Start of Given entries

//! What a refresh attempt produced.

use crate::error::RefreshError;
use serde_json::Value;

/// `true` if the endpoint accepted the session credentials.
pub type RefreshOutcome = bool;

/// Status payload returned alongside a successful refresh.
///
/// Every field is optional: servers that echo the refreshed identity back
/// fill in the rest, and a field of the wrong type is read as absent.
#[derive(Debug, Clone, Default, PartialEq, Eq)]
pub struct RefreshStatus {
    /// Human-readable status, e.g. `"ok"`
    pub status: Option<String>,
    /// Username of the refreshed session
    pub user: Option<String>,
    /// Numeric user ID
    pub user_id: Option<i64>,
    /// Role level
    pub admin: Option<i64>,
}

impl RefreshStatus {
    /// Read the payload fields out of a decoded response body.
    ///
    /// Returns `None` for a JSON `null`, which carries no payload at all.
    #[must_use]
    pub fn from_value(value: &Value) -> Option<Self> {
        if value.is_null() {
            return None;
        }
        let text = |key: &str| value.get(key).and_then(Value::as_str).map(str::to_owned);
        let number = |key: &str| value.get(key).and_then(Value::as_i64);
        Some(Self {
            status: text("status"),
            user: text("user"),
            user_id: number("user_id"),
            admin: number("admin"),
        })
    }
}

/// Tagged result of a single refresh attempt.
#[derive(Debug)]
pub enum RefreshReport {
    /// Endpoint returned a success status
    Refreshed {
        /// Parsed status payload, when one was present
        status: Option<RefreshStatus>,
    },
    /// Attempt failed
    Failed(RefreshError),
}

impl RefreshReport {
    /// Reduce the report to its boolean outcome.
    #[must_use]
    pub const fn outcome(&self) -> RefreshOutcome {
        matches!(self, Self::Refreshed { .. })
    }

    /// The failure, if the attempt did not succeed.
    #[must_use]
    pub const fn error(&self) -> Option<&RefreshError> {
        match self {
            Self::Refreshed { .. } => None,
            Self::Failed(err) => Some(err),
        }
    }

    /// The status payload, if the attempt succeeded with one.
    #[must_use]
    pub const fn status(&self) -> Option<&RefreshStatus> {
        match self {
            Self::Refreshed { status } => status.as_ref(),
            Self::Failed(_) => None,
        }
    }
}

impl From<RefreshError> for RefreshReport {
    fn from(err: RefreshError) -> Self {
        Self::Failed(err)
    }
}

End of Given entries
Start of Given entries

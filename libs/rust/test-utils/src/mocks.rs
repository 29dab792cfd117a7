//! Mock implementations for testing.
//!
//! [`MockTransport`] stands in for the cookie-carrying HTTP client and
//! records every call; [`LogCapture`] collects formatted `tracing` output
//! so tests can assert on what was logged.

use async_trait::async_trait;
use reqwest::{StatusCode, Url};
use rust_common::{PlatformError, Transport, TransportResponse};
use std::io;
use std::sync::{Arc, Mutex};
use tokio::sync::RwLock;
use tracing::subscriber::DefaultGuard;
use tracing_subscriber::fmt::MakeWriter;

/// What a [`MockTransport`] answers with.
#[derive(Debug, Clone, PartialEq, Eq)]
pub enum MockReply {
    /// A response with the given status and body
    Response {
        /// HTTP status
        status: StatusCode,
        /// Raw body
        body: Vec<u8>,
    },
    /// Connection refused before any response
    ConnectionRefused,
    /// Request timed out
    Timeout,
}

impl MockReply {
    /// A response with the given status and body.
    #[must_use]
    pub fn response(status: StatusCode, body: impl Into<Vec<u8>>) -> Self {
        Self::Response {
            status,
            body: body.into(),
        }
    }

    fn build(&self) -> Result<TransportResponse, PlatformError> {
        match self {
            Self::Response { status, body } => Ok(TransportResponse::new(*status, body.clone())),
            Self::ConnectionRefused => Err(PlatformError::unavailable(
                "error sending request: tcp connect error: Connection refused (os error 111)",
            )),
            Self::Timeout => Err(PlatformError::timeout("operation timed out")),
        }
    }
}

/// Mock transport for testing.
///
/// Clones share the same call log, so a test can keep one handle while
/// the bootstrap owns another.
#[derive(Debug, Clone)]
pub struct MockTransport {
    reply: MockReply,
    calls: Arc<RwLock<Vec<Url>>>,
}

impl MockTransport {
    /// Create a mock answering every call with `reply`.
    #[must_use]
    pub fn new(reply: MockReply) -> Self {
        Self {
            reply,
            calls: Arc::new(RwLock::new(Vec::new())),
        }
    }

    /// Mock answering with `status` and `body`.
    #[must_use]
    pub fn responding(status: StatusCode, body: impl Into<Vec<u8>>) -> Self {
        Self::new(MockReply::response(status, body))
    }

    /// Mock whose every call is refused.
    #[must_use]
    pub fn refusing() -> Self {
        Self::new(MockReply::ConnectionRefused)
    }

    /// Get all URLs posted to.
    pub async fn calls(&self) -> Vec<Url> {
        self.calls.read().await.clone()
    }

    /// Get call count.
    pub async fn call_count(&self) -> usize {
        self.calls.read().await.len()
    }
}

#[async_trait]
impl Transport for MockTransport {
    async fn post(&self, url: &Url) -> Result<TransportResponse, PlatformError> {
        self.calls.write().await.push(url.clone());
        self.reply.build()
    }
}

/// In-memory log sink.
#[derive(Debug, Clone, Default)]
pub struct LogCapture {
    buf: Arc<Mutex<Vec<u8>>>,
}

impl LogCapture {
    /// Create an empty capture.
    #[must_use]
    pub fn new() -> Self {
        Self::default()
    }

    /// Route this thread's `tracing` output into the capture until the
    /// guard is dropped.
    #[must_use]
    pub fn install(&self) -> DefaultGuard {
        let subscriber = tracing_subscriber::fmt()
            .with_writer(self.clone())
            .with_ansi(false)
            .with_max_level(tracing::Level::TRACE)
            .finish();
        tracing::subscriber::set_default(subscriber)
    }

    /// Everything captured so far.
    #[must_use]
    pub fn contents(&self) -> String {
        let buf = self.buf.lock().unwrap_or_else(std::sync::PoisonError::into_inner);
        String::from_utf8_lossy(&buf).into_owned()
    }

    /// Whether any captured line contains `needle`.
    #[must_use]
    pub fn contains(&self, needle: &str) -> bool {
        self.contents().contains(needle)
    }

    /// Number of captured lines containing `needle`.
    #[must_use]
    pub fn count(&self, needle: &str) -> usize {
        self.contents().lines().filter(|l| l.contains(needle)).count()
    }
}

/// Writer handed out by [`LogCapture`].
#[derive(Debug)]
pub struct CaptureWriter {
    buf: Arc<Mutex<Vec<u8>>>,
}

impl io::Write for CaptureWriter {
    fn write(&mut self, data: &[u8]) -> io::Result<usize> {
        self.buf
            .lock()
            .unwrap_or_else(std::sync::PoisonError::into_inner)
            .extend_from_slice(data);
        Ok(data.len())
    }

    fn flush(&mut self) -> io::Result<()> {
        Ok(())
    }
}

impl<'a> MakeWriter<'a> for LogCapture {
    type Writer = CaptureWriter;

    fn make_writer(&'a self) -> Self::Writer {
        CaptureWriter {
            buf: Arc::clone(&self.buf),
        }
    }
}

End of Given entries

-- Problem to work on --
From the records above, print only the lines between the one holding "async fn post(&self, url: &Url)" and the one holding "fn flush(&mut self)", inclusive, exactly as they stand.

-- Solved problem --
    async fn post(&self, url: &Url) -> Result<TransportResponse, PlatformError> {
        self.calls.write().await.push(url.clone());
        self.reply.build()
    }
}

/// In-memory log sink.
#[derive(Debug, Clone, Default)]
pub struct LogCapture {
    buf: Arc<Mutex<Vec<u8>>>,
}

impl LogCapture {
    /// Create an empty capture.
    #[must_use]
    pub fn new() -> Self {
        Self::default()
    }

    /// Route this thread's `tracing` output into the capture until the
    /// guard is dropped.
    #[must_use]
    pub fn install(&self) -> DefaultGuard {
        let subscriber = tracing_subscriber::fmt()
            .with_writer(self.clone())
            .with_ansi(false)
            .with_max_level(tracing::Level::TRACE)
            .finish();
        tracing::subscriber::set_default(subscriber)
    }

    /// Everything captured so far.
    #[must_use]
    pub fn contents(&self) -> String {
        let buf = self.buf.lock().unwrap_or_else(std::sync::PoisonError::into_inner);
        String::from_utf8_lossy(&buf).into_owned()
    }

    /// Whether any captured line contains `needle`.
    #[must_use]
    pub fn contains(&self, needle: &str) -> bool {
        self.contents().contains(needle)
    }

    /// Number of captured lines containing `needle`.
    #[must_use]
    pub fn count(&self, needle: &str) -> usize {
        self.contents().lines().filter(|l| l.contains(needle)).count()
    }
}

/// Writer handed out by [`LogCapture`].
#[derive(Debug)]
pub struct CaptureWriter {
    buf: Arc<Mutex<Vec<u8>>>,
}

impl io::Write for CaptureWriter {
    fn write(&mut self, data: &[u8]) -> io::Result<usize> {
        self.buf
            .lock()
            .unwrap_or_else(std::sync::PoisonError::into_inner)
            .extend_from_slice(data);
        Ok(data.len())
    }

    fn flush(&mut self) -> io::Result<()> {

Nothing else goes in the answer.